Prices popped once again in March, with the latest consumer price index showing a 1.2 percent month-over-month increase and 8.5 percent increase from a year ago, which was the highest reading since 1981.
With war raging in Ukraine and COVID-19 shutdowns wracking large parts of Asia, the jump was expected, though economists were watching closely for signs of a peak.
One data point suggesting prices could be leveling off was the core inflation reading, which cuts out volatile food and energy prices. The measure was up 0.3 percent year-over-year, lower than the consensus estimate of half a percent. In addition, used car prices, which have skyrocketed over the pandemic, declined by 3.8 percent.

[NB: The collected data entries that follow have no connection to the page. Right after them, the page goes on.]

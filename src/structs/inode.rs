use std::fmt::Display;

use super::*;

impl TryFrom<u16> for InodeType {
    type Error = u16;

    fn try_from(value: u16) -> Result<Self, Self::Error> {
        match value {
            0 => Ok(Self::Unused),
            1 => Ok(Self::Directory),
            2 => Ok(Self::File),
            3 => Ok(Self::Device),
            other => Err(other),
        }
    }
}

impl Display for InodeType {
    fn fmt(&self, f: &mut std::fmt::Formatter<'_>) -> std::fmt::Result {
        match self {
            Self::Unused => write!(f, "unused"),
            Self::Directory => write!(f, "directory"),
            Self::File => write!(f, "file"),
            Self::Device => write!(f, "device"),
        }
    }
}

impl Inode {
    pub fn new(r#type: InodeType) -> Self {
        Self {
            r#type: r#type as u16,
            nlink: 1,
            ..Default::default()
        }
    }

    /// Decoded type, or the raw value if it is none of the known ones
    pub fn kind(&self) -> Result<InodeType, u16> {
        InodeType::try_from(self.r#type)
    }

    pub fn direct(&self) -> &[u32] {
        &self.addrs[..NDIRECT]
    }

    pub fn indirect(&self) -> u32 {
        self.addrs[NDIRECT]
    }
}

impl OnDisk for Inode {
    fn swap_le(self) -> Self {
        Self {
            r#type: u16::from_le(self.r#type),
            major: u16::from_le(self.major),
            minor: u16::from_le(self.minor),
            nlink: u16::from_le(self.nlink),
            size: u32::from_le(self.size),
            addrs: self.addrs.map(u32::from_le),
        }
    }
}

impl Display for Inode {
    fn fmt(&self, f: &mut std::fmt::Formatter<'_>) -> std::fmt::Result {
        match self.kind() {
            Ok(kind) => writeln!(f, "type:     {kind}")?,
            Err(raw) => writeln!(f, "type:     invalid ({raw})")?,
        }
        writeln!(f, "device:   {}:{}", self.major, self.minor)?;
        writeln!(f, "nlink:    {}", self.nlink)?;
        writeln!(f, "size:     {}", self.size)?;
        writeln!(f, "direct:   {:?}", self.direct())?;
        write!(f, "indirect: {}", self.indirect())
    }
}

"The March report shows some moderation in core CPI, month over month," said Mace McCain, the president and CIO at Frost Investment Advisors, in a statement. "However, we expect continued price pressure due to the lockdowns in China as the supply chain struggles to normalize."
The gasoline index, meanwhile, was up 18.3 percent in March and 48 percent from a year ago, contributing half of the total increase for the month.
The report was the first to fully capture the impact of the war in Ukraine, which has sent commodity prices soaring and created jitters throughout financial markets globally.
"The Russia-Ukraine war has added further fuel to the blazing rate of inflation via higher energy, food, and commodity prices that are turbocharged by a worsening in supply chain problems," wrote Kathy Bostjancic, chief US financial economist for Oxford Economics. "This will lead to a higher near-term peak in inflation and a slow descent through 2022."
Shelter prices were up a half a percentage point, and food prices were up 1 percent for the month.